PROBLEM:
Report every line of the records below that contains the word "derived".

Saved data entries
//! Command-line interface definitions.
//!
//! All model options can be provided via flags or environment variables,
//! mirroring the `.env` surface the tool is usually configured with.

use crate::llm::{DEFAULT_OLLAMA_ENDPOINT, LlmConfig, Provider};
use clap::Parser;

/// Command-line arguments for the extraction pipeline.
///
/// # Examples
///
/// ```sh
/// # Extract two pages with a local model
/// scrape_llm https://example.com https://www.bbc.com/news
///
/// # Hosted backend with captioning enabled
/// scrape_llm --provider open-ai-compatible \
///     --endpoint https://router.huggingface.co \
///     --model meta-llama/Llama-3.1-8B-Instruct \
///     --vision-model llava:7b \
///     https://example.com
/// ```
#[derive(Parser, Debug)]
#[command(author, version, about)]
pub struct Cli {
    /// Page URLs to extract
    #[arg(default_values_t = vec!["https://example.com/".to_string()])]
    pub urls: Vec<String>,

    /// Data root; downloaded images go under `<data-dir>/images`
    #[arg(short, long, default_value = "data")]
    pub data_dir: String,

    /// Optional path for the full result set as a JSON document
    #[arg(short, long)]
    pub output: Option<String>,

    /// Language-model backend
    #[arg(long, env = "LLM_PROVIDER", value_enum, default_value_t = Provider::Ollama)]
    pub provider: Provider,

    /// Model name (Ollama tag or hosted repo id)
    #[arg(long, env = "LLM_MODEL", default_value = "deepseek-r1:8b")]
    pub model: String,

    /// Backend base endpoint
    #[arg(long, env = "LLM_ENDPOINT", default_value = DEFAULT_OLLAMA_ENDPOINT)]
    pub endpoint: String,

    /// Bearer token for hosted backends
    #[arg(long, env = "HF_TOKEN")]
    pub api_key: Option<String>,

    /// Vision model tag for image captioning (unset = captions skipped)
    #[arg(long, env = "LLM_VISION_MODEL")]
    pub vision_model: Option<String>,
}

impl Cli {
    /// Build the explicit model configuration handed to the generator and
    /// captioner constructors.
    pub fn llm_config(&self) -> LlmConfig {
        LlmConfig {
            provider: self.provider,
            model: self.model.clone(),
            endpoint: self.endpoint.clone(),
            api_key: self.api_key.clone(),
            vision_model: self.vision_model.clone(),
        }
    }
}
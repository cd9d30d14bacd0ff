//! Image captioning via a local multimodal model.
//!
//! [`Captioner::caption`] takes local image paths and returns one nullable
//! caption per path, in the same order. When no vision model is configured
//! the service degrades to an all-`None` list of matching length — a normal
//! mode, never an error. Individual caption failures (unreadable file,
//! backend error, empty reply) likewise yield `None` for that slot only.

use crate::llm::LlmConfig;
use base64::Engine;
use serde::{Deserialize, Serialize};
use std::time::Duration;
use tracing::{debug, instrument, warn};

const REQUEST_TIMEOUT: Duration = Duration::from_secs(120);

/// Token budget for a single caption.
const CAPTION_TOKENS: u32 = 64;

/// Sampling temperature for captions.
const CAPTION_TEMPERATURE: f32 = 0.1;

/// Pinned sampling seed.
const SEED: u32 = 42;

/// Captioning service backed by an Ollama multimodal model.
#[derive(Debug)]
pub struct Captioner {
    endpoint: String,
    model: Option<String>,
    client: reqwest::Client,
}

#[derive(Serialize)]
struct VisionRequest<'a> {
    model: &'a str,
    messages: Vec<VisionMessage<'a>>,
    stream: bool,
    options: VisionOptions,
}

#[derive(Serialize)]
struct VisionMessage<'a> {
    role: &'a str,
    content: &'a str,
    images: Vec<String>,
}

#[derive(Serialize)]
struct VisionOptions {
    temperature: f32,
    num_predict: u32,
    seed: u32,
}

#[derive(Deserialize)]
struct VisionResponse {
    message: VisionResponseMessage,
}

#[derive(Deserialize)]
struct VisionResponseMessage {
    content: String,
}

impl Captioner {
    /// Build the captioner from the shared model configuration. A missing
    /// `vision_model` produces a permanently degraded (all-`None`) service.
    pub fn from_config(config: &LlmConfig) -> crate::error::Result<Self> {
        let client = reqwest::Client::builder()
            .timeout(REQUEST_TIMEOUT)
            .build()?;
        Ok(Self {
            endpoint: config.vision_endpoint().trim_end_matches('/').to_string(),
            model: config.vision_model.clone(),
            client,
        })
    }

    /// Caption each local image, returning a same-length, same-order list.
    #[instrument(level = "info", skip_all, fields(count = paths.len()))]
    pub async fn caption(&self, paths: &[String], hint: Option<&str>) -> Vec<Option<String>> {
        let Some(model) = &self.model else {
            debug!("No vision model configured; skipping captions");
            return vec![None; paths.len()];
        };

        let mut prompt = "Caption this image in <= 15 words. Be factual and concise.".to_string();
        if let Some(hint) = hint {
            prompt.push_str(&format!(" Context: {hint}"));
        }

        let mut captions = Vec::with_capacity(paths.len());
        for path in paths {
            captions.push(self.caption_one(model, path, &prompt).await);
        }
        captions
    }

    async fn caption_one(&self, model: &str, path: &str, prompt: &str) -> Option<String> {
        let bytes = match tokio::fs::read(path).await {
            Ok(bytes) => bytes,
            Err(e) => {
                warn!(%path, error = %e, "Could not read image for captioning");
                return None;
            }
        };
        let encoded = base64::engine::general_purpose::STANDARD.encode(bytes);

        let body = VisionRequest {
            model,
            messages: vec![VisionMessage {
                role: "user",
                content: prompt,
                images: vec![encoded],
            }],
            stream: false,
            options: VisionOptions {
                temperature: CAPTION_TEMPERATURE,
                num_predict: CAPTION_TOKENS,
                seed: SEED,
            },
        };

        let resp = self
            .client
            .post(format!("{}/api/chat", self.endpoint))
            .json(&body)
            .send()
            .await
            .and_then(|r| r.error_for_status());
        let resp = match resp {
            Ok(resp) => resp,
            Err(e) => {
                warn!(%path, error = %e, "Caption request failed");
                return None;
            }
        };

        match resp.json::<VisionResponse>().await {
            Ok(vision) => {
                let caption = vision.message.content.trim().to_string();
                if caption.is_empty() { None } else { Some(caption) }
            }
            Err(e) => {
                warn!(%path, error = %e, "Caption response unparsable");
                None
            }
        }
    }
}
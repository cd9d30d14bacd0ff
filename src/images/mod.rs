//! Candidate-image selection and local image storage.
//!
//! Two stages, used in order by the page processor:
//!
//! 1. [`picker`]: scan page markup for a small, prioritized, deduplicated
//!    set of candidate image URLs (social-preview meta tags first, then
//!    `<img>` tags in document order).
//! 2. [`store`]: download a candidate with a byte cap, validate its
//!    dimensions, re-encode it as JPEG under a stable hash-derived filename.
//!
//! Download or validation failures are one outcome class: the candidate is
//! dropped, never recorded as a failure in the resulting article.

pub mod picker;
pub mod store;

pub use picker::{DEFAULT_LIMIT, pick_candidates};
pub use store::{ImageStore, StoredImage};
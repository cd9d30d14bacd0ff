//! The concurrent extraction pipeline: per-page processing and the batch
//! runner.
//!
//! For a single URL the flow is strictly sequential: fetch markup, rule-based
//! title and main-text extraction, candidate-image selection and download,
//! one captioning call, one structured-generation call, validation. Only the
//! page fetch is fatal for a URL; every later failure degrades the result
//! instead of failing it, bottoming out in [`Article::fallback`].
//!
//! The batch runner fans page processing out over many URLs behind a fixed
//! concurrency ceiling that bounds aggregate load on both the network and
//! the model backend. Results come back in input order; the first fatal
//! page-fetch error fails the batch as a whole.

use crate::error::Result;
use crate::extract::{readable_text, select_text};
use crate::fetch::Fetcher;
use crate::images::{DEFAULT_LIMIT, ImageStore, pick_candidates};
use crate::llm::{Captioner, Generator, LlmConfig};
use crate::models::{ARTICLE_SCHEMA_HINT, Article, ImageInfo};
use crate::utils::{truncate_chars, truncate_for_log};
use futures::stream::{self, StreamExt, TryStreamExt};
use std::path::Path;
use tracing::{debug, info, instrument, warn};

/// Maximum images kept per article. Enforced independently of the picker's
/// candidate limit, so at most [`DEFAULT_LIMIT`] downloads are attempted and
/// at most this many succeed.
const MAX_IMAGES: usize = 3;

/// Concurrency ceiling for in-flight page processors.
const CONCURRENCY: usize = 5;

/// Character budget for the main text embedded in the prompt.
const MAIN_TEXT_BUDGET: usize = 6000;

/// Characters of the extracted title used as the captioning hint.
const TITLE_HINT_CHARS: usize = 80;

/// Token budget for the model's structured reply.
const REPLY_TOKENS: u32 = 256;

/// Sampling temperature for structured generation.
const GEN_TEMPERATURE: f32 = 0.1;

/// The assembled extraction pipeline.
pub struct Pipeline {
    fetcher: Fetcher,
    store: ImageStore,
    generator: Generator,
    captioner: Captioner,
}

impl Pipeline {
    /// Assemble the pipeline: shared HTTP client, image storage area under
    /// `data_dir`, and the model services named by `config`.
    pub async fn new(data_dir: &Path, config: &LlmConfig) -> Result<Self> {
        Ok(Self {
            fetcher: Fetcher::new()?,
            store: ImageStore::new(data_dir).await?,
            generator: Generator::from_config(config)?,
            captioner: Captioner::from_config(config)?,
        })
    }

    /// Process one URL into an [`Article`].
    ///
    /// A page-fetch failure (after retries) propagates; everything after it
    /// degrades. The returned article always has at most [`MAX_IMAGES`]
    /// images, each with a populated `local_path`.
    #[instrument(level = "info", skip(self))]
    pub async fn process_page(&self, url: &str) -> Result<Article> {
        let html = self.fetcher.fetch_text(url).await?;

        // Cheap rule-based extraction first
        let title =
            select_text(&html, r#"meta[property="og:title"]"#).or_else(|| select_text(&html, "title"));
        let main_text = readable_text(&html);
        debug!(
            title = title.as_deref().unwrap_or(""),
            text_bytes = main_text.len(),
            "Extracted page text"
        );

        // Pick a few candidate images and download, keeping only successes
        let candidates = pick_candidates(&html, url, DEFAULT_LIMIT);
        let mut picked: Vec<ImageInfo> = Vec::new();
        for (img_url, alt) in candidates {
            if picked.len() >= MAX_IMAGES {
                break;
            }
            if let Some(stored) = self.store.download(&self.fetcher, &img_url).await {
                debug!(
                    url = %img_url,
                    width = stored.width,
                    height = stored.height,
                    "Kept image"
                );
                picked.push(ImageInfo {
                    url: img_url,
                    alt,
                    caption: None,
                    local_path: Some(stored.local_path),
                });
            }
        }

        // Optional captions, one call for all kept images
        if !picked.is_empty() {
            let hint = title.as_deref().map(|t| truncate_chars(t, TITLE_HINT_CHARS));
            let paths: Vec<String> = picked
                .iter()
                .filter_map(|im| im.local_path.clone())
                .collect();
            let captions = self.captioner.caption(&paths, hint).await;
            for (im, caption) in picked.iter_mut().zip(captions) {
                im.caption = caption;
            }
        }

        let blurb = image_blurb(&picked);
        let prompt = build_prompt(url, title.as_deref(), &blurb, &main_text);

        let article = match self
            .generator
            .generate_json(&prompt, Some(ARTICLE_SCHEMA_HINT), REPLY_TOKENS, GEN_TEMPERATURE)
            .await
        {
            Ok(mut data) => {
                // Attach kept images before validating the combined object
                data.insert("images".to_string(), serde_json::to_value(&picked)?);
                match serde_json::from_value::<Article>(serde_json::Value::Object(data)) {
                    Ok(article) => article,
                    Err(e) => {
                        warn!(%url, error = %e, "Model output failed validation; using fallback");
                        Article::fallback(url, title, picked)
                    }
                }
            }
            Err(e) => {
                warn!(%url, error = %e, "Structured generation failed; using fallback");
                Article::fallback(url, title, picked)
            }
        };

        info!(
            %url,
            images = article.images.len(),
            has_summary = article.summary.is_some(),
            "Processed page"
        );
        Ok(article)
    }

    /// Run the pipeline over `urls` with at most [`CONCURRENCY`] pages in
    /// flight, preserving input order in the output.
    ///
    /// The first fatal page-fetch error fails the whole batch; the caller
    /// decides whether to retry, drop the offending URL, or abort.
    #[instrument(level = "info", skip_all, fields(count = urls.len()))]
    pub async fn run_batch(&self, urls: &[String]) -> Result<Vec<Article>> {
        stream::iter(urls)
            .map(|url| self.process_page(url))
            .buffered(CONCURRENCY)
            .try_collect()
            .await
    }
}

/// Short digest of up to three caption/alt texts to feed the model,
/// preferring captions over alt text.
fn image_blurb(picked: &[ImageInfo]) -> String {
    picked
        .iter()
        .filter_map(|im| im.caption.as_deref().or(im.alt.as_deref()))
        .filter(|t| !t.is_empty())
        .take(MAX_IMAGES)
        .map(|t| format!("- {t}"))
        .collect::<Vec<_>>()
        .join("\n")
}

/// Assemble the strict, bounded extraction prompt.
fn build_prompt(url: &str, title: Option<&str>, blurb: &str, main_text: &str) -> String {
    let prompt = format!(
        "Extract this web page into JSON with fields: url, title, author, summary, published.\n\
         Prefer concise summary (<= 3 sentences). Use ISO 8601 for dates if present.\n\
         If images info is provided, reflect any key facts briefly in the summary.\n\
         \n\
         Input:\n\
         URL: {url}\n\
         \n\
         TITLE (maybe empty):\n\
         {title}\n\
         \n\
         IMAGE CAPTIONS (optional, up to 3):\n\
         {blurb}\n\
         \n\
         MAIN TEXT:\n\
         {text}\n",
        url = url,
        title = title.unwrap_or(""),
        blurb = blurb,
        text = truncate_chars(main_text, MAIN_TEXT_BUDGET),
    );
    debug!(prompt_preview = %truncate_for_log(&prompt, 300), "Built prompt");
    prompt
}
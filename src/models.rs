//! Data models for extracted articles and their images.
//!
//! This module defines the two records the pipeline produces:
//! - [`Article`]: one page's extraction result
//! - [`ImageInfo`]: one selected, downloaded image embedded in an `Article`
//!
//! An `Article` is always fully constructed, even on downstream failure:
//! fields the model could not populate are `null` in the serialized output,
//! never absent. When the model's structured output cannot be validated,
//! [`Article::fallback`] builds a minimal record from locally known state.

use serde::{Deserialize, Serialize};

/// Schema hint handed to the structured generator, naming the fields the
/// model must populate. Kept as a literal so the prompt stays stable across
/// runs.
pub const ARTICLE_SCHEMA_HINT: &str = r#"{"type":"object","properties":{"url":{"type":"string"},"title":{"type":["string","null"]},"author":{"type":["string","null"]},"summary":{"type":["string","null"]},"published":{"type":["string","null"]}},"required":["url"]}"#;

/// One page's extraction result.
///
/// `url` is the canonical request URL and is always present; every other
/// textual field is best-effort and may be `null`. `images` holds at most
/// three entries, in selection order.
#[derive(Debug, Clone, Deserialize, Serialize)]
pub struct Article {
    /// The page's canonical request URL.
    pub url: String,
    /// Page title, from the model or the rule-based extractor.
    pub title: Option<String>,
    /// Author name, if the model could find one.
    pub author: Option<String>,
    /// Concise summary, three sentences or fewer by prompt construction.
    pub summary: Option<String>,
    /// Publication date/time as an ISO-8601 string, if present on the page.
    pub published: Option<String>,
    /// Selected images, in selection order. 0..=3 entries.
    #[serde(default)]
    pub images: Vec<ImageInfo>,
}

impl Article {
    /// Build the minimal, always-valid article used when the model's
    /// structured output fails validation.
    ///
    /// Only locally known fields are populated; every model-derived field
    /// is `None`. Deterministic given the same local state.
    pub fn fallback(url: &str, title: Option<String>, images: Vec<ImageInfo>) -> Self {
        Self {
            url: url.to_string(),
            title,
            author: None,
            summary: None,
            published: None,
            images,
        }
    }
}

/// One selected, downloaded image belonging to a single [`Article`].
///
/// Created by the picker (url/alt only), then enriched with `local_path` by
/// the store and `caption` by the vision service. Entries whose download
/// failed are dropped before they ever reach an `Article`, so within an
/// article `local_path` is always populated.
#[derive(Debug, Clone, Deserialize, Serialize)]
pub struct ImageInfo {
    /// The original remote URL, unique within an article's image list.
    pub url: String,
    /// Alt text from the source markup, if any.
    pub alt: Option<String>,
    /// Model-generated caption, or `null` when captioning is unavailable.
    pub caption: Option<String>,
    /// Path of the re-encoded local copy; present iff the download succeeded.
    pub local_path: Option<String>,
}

RESULT:
//!    dimensions, re-encode it as JPEG under a stable hash-derived filename.
    /// Only locally known fields are populated; every model-derived field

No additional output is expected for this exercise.